The issue cropped up early in the morning as controllers in Virginia were set to monitor the delicate maneuvers that would have taken Orbital’s Cygnus spacecraft through the last several hundred yards of its slow approach to the orbiting laboratory, in order for astronauts onboard to use a mechanical arm to grab and secure it.
The Dulles, Va., company is seeking to become the second commercial entity to transport cargo to the space station, following closely held Space Exploration Technologies Corp. of Hawthorne, California.
The National Aeronautics and Space Administration said Orbital engineers are developing a fix, but the positions of the spacecraft and the space station in low-earth orbit require a “minimum turnaround time” of about 48 hours “to resume the approach.”
The trouble came after what had appeared to be a seemingly flawless, four-day maiden flight of the Cygnus spacecraft, which blasted off from Wallops Island, Va., Wednesday morning. The capsule’s thrusters worked as planned to position Cygnus for the final series of automated moves.
The mission is a challenge for Orbital, which has invested more than five years and about $500 million of its own funds to develop a commercial-cargo capability. But it also presents a dramatic test of NASA’s plans to outsource to industry all U.S. resupply missions to the space station. The agency has paid Orbital about $285 million to spur development of the Cygnus and Antares rocket system.
Last year, closely held SpaceX, as the Southern California company is called, made space history and attracted global attention by becoming the first commercial entity to transport cargo to the station. It has since conducted two other successful cargo missions, though a third flight was delayed from this month until early 2014 for technical reasons.
Orbital got off to a slower start than its smaller rival in developing a new rocket and capsule for the task, and then had to overcome various technical challenges and persistent launchpad construction delays. But if the current demonstration mission goes well, it could begin regular supply trips to the station as early as December under a $1.9 billion contract with NASA.
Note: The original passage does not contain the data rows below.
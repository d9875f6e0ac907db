//! crossterm-backed adapters
//!
//! Screen layout, top to bottom: the walled arena (one wall cell on every
//! side), then the status lines.

mod keys;
mod renderer;

pub use keys::{TerminalInput, decode_key};
pub use renderer::{TerminalRenderer, glyph};

use std::io::{self, Write};

use crossterm::cursor::{Hide, Show};
use crossterm::execute;
use crossterm::terminal::{self, EnterAlternateScreen, LeaveAlternateScreen};

use crate::error::TerminalError;
use crate::sim::Arena;

/// Lines reserved under the arena
pub const STATUS_LINES: u16 = 2;

/// Columns and rows the screen needs for `arena`, saturating at `u16::MAX`
pub fn required_size(arena: Arena) -> (u16, u16) {
    let cols = walled_extent(arena.cols);
    let rows = walled_extent(arena.rows).saturating_add(STATUS_LINES);
    (cols, rows)
}

fn walled_extent(cells: i32) -> u16 {
    u16::try_from(cells.saturating_add(2).max(0)).unwrap_or(u16::MAX)
}

/// Check a terminal of `size` (columns, rows) can show `arena`
pub fn check_fits(arena: Arena, size: (u16, u16)) -> Result<(), TerminalError> {
    let (need_cols, need_rows) = required_size(arena);
    let (cols, rows) = size;
    if cols < need_cols || rows < need_rows {
        return Err(TerminalError::TooSmall {
            cols,
            rows,
            need_cols,
            need_rows,
        });
    }
    Ok(())
}

/// Check the current terminal can show `arena`
pub fn ensure_fits(arena: Arena) -> Result<(), TerminalError> {
    check_fits(arena, terminal::size()?)
}

/// Raw mode plus alternate screen for as long as it lives
pub struct TerminalGuard {
    _private: (),
}

impl TerminalGuard {
    pub fn enter() -> io::Result<Self> {
        terminal::enable_raw_mode()?;
        let mut stdout = io::stdout();
        if let Err(e) = execute!(stdout, EnterAlternateScreen, Hide) {
            let _ = terminal::disable_raw_mode();
            return Err(e);
        }
        Ok(Self { _private: () })
    }
}

impl Drop for TerminalGuard {
    fn drop(&mut self) {
        let mut stdout = io::stdout();
        let _ = execute!(stdout, Show, LeaveAlternateScreen);
        let _ = stdout.flush();
        let _ = terminal::disable_raw_mode();
    }
}
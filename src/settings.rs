//! Game settings and preferences
//!
//! Persisted as JSON next to the high score table. Command-line flags are
//! layered on top of whatever was loaded, then the result is validated.

use std::fs;
use std::ops::RangeInclusive;
use std::path::{Path, PathBuf};

use serde::{Deserialize, Serialize};

use crate::consts::*;
use crate::error::{ConfigError, PersistenceError};
use crate::sim::{Arena, Rules};

/// Skill levels
#[derive(Debug, Clone, Copy, PartialEq, Eq, Hash, Serialize, Deserialize, Default)]
#[serde(rename_all = "lowercase")]
pub enum Skill {
    Easy,
    #[default]
    Normal,
    Hard,
}

impl Skill {
    pub const ALL: [Skill; 3] = [Skill::Easy, Skill::Normal, Skill::Hard];

    pub fn as_str(&self) -> &'static str {
        match self {
            Skill::Easy => "easy",
            Skill::Normal => "normal",
            Skill::Hard => "hard",
        }
    }

    pub fn from_str(s: &str) -> Option<Self> {
        match s.trim().to_lowercase().as_str() {
            "easy" | "e" => Some(Skill::Easy),
            "normal" | "n" => Some(Skill::Normal),
            "hard" | "h" => Some(Skill::Hard),
            _ => None,
        }
    }

    /// Number of shrubs scattered at level start
    pub fn obstacle_range(&self) -> RangeInclusive<u32> {
        match self {
            Skill::Easy => 20..=30,
            Skill::Normal => 12..=20,
            Skill::Hard => 6..=12,
        }
    }

    /// Robots spawn with both row and column distance from the player above this
    pub fn safe_radius(&self) -> i32 {
        match self {
            Skill::Easy => 6,
            Skill::Normal => 4,
            Skill::Hard => 2,
        }
    }

    /// Whether a robot can wreck itself on a shrub
    pub fn robots_wreck_on_obstacles(&self) -> bool {
        !matches!(self, Skill::Hard)
    }

    /// Whether a robot can crush its way into a shrub
    pub fn robots_crush_obstacles(&self) -> bool {
        !matches!(self, Skill::Easy)
    }
}

/// Game settings/preferences
#[derive(Debug, Clone, PartialEq, Serialize, Deserialize)]
#[serde(default)]
pub struct Settings {
    // === Rules ===
    /// Robots on level 1
    pub start_robots: u32,
    /// Robots added on each following level
    pub robots_per_level: u32,
    /// Teleport charges granted per level
    pub teleports: u32,
    pub skill: Skill,

    // === Arena ===
    pub rows: i32,
    pub cols: i32,

    // === Presentation ===
    /// Name recorded in the high score table
    pub name: String,
    pub color: bool,
    /// Skip the title card delay
    pub fast_intro: bool,
}

impl Default for Settings {
    fn default() -> Self {
        Self {
            start_robots: DEFAULT_START_ROBOTS,
            robots_per_level: DEFAULT_ROBOTS_PER_LEVEL,
            teleports: DEFAULT_TELEPORTS,
            skill: Skill::Normal,

            rows: DEFAULT_ROWS,
            cols: DEFAULT_COLS,

            name: "player".to_string(),
            color: true,
            fast_intro: false,
        }
    }
}

impl Settings {
    /// File name used inside the data directory
    const FILE_NAME: &'static str = "settings.json";

    /// Check every value against its allowed range
    pub fn validate(&self) -> Result<(), ConfigError> {
        check_range(self.start_robots, START_ROBOTS_RANGE, |value, min, max| {
            ConfigError::StartRobots { value, min, max }
        })?;
        check_range(
            self.robots_per_level,
            ROBOTS_PER_LEVEL_RANGE,
            |value, min, max| ConfigError::RobotsPerLevel { value, min, max },
        )?;
        check_range(self.teleports, TELEPORTS_RANGE, |value, min, max| {
            ConfigError::Teleports { value, min, max }
        })?;
        if self.rows < MIN_ARENA_EXTENT || self.cols < MIN_ARENA_EXTENT {
            return Err(ConfigError::ArenaTooSmall {
                rows: self.rows,
                cols: self.cols,
                min: MIN_ARENA_EXTENT,
            });
        }
        if self.rows > MAX_ARENA_EXTENT || self.cols > MAX_ARENA_EXTENT {
            return Err(ConfigError::ArenaTooLarge {
                rows: self.rows,
                cols: self.cols,
                max: MAX_ARENA_EXTENT,
            });
        }
        if self.name.trim().is_empty() {
            return Err(ConfigError::EmptyName);
        }
        Ok(())
    }

    /// The subset of settings the simulation cares about
    pub fn rules(&self) -> Rules {
        Rules {
            arena: Arena::new(self.rows, self.cols),
            start_robots: self.start_robots,
            robots_per_level: self.robots_per_level,
            teleports: self.teleports,
            skill: self.skill,
        }
    }

    /// Per-user data directory (`~/.term-robots`)
    pub fn data_dir() -> Option<PathBuf> {
        std::env::var_os("HOME").map(|home| PathBuf::from(home).join(".term-robots"))
    }

    /// Settings file location inside `dir`
    pub fn path_in(dir: &Path) -> PathBuf {
        dir.join(Self::FILE_NAME)
    }

    /// Load settings from a JSON file
    pub fn load(path: &Path) -> Result<Self, PersistenceError> {
        let json = fs::read_to_string(path)?;
        Ok(serde_json::from_str(&json)?)
    }

    /// Load settings, falling back to defaults when the file is missing or unreadable
    pub fn load_or_default(path: &Path) -> Self {
        match Self::load(path) {
            Ok(settings) => {
                log::info!("Loaded settings from {}", path.display());
                settings
            }
            Err(PersistenceError::Io(e)) if e.kind() == std::io::ErrorKind::NotFound => {
                log::info!("Using default settings");
                Self::default()
            }
            Err(e) => {
                log::warn!("Ignoring settings at {}: {}", path.display(), e);
                Self::default()
            }
        }
    }

    /// Save settings as pretty JSON, creating the parent directory if needed
    pub fn save(&self, path: &Path) -> Result<(), PersistenceError> {
        if let Some(parent) = path.parent() {
            fs::create_dir_all(parent)?;
        }
        fs::write(path, serde_json::to_string_pretty(self)?)?;
        log::info!("Settings saved");
        Ok(())
    }
}

fn check_range(
    value: u32,
    allowed: RangeInclusive<u32>,
    err: impl FnOnce(u32, u32, u32) -> ConfigError,
) -> Result<(), ConfigError> {
    if allowed.contains(&value) {
        Ok(())
    } else {
        Err(err(value, *allowed.start(), *allowed.end()))
    }
}
//! Term Robots - a robot-pursuit arcade game for the terminal
//!
//! Core modules:
//! - `sim`: Deterministic arena simulation (spatial map, collisions, scoring, levels)
//! - `render`: Draw-request seam consumed by a renderer
//! - `input`: Command seam produced by an input decoder
//! - `terminal`: crossterm-backed renderer and key decoder
//! - `persistence`: High score storage
//! - `session`: Frame loop tying the seams together
//! - `settings`: Validated configuration

pub mod error;
pub mod highscores;
pub mod input;
pub mod persistence;
pub mod render;
pub mod session;
pub mod settings;
pub mod sim;
pub mod terminal;

pub use error::{ConfigError, PersistenceError, TerminalError};
pub use highscores::{HighScoreEntry, HighScores};
pub use settings::{Settings, Skill};

/// Game configuration constants
pub mod consts {
    /// Default playable interior (walls sit one cell outside it)
    pub const DEFAULT_ROWS: i32 = 20;
    pub const DEFAULT_COLS: i32 = 60;
    /// Smallest arena the simulation accepts
    pub const MIN_ARENA_EXTENT: i32 = 5;
    /// Largest arena the terminal layer can address
    pub const MAX_ARENA_EXTENT: i32 = 200;

    /// Robot count at level 1 (allowed range and default)
    pub const START_ROBOTS_RANGE: std::ops::RangeInclusive<u32> = 5..=15;
    pub const DEFAULT_START_ROBOTS: u32 = 10;
    /// Extra robots added per level
    pub const ROBOTS_PER_LEVEL_RANGE: std::ops::RangeInclusive<u32> = 1..=5;
    pub const DEFAULT_ROBOTS_PER_LEVEL: u32 = 2;
    /// Teleport charges granted per level
    pub const TELEPORTS_RANGE: std::ops::RangeInclusive<u32> = 1..=10;
    pub const DEFAULT_TELEPORTS: u32 = 3;

    /// Ticks of robot paralysis after an EMP
    pub const EMP_COOLDOWN_TICKS: u32 = 3;
    /// Chance a robot is wrecked / crushes through when it runs into a shrub
    pub const OBSTACLE_EVENT_CHANCE: f64 = 0.1;

    /// Rejection-sampling attempts before falling back to an explicit scan
    pub const MAX_PLACEMENT_ATTEMPTS: u32 = 1000;

    /// Frame clock: how long the input wait blocks before an idle tick
    pub const FRAME_TIMEOUT_MS: u64 = 150;
    /// How long the title card waits for a key
    pub const INTRO_DELAY_MS: u64 = 1500;
}
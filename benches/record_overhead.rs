//! Hot-path overhead benchmark.
//!
//! The record path runs on every contended lock and every condition
//! operation in the traced program, so it has to stay at clock-read +
//! append cost. Call-site discovery is the one deliberately heavier piece;
//! it is only paid when an event is actually recorded.
//!
//! ```bash
//! cargo bench --bench record_overhead
//! ```

use contienda::callsite;
use contienda::clock::Baseline;
use contienda::events::{Event, EventBuffer, EventKind};
use contienda::sink::format_line;
use criterion::{black_box, criterion_group, criterion_main, BatchSize, Criterion};

fn bench_clock_read(c: &mut Criterion) {
    let clock = Baseline::now();
    c.bench_function("clock_elapsed_seconds", |b| {
        b.iter(|| black_box(clock.elapsed_seconds()))
    });
}

fn bench_event_record(c: &mut Criterion) {
    let clock = Baseline::now();
    c.bench_function("event_record", |b| {
        b.iter_batched_ref(
            || EventBuffer::try_with_capacity(100_000).unwrap(),
            |buffer| {
                buffer.record(
                    &clock,
                    black_box(EventKind::WaitMutex),
                    black_box(0x7f00_0010),
                    black_box(0x40_0a2c),
                );
            },
            BatchSize::SmallInput,
        )
    });
}

fn bench_call_site_capture(c: &mut Criterion) {
    c.bench_function("call_site_capture", |b| {
        b.iter(|| black_box(callsite::caller(black_box(2))))
    });
}

fn bench_line_format(c: &mut Criterion) {
    let event = Event {
        when: 1.000513612,
        what: EventKind::ContinueMutex,
        subject: 0x7f00_0010,
        call_site: 0x40_0a2c,
    };
    c.bench_function("trace_line_format", |b| {
        b.iter(|| black_box(format_line(black_box(3), &event)))
    });
}

criterion_group!(
    benches,
    bench_clock_read,
    bench_event_record,
    bench_call_site_capture,
    bench_line_format
);
criterion_main!(benches);
//! Growth behavior of the per-thread event buffer.
//!
//! The buffer must absorb common short-lived workloads without ever
//! reallocating, and double exactly once when it finally fills; a tracer
//! that reallocates on the hot path distorts the timing it measures.

use contienda::clock::Baseline;
use contienda::events::{EventBuffer, EventKind, INITIAL_CAPACITY};

fn fill(buffer: &mut EventBuffer, clock: &Baseline, count: usize) {
    for i in 0..count {
        buffer.record(clock, EventKind::WaitMutex, i, 0x40_0000 + i);
    }
}

#[test]
fn test_default_capacity_is_large() {
    assert_eq!(INITIAL_CAPACITY, 100_000);
}

#[test]
fn test_ten_thousand_events_never_reallocate() {
    let clock = Baseline::now();
    let mut buffer = EventBuffer::try_with_capacity(INITIAL_CAPACITY).unwrap();

    fill(&mut buffer, &clock, 10_050);

    assert_eq!(buffer.len(), 10_050);
    assert_eq!(buffer.capacity(), INITIAL_CAPACITY);
    assert_eq!(buffer.dropped(), 0);
}

#[test]
fn test_overflow_triggers_exactly_one_doubling() {
    let clock = Baseline::now();
    let mut buffer = EventBuffer::try_with_capacity(INITIAL_CAPACITY).unwrap();

    fill(&mut buffer, &clock, 150_000);

    assert_eq!(buffer.len(), 150_000);
    assert_eq!(buffer.capacity(), 2 * INITIAL_CAPACITY);
    assert_eq!(buffer.dropped(), 0);
}

#[test]
fn test_repeated_doubling_from_small_capacity() {
    let clock = Baseline::now();
    let mut buffer = EventBuffer::try_with_capacity(8).unwrap();

    fill(&mut buffer, &clock, 100);

    assert_eq!(buffer.len(), 100);
    // 8 -> 16 -> 32 -> 64 -> 128
    assert_eq!(buffer.capacity(), 128);
}

#[test]
fn test_events_survive_growth_in_order() {
    let clock = Baseline::now();
    let mut buffer = EventBuffer::try_with_capacity(4).unwrap();

    fill(&mut buffer, &clock, 64);

    for (i, event) in buffer.events().iter().enumerate() {
        assert_eq!(event.subject, i);
    }
}

#[test]
fn test_timestamps_nondecreasing_across_growth() {
    let clock = Baseline::now();
    let mut buffer = EventBuffer::try_with_capacity(2).unwrap();

    fill(&mut buffer, &clock, 1000);

    for pair in buffer.events().windows(2) {
        assert!(pair[1].when >= pair[0].when);
    }
}
//! Contienda - lock-contention tracer for pthread programs
//!
//! This library interposes the pthread synchronization entry points
//! (`LD_PRELOAD=libcontienda.so`) and records a timestamped trace of
//! contention and handoff events - waits on busy mutexes, condition
//! waits, signals and broadcasts, thread creation - without any change to
//! the traced program. The trace is raw and ordered; reconstruction and
//! judgement (timelines, deadlock hunting) belong to downstream tools.
//!
//! ```text
//! host program ──calls──▶ exported wrappers (interpose)
//!                              │ reentrancy guard, per-thread context
//!                              ├─ record events ──▶ per-thread buffer
//!                              └─ delegate ──▶ real pthread (primitives)
//! thread/process exit ──▶ flush buffers ──▶ trace file or stderr (sink)
//! ```
//!
//! Only contended locks appear in the trace: the lock wrapper tries a
//! non-blocking acquisition first and records nothing when it succeeds,
//! so an uncontended workload traces almost for free.

pub mod callsite;
pub mod clock;
pub mod config;
pub mod context;
pub mod errno;
pub mod events;
pub mod interpose;
pub mod primitives;
pub mod runtime;
pub mod sink;
pub mod wrappers;

pub use clock::Baseline;
pub use config::Config;
pub use context::ThreadContext;
pub use events::{Event, EventBuffer, EventKind, INITIAL_CAPACITY};
pub use primitives::{CondAbi, RealPthread, SyncPrimitives};
pub use sink::TraceSink;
The computer mishap came two days after NASA released a report laying out the benefits of scientific exploration aboard the $100-billion laboratory that orbits roughly 250 miles above the Earth. Prepared by the international consortium that runs the space station, it says future experiments are expected to provide advances in power generation, energy storage, recycling, advanced robotics, medicine and computer software.
The document released Friday also notes that earlier experiments helped pave the way for implantable heart monitors, certain anticancer therapies, cellphone cameras and lightweight, heat-resistant alloys. On a political level, the report emphasizes that space exploration “is a catalyst for mutual understanding and trust” among nations.
Having two reliable commercial-cargo transporters eventually is expected to reduce launch costs and enhance scientific endeavors aboard the station by assuring more capacity to deliver experimental supplies.
Still, Russian officials have publicly suggested that the station, parts of which date back to the late 1990s, may be too creaky and expensive to maintain past the end of this decade. U.S. space officials have said they are tentatively planning to keep the station functioning through 2028.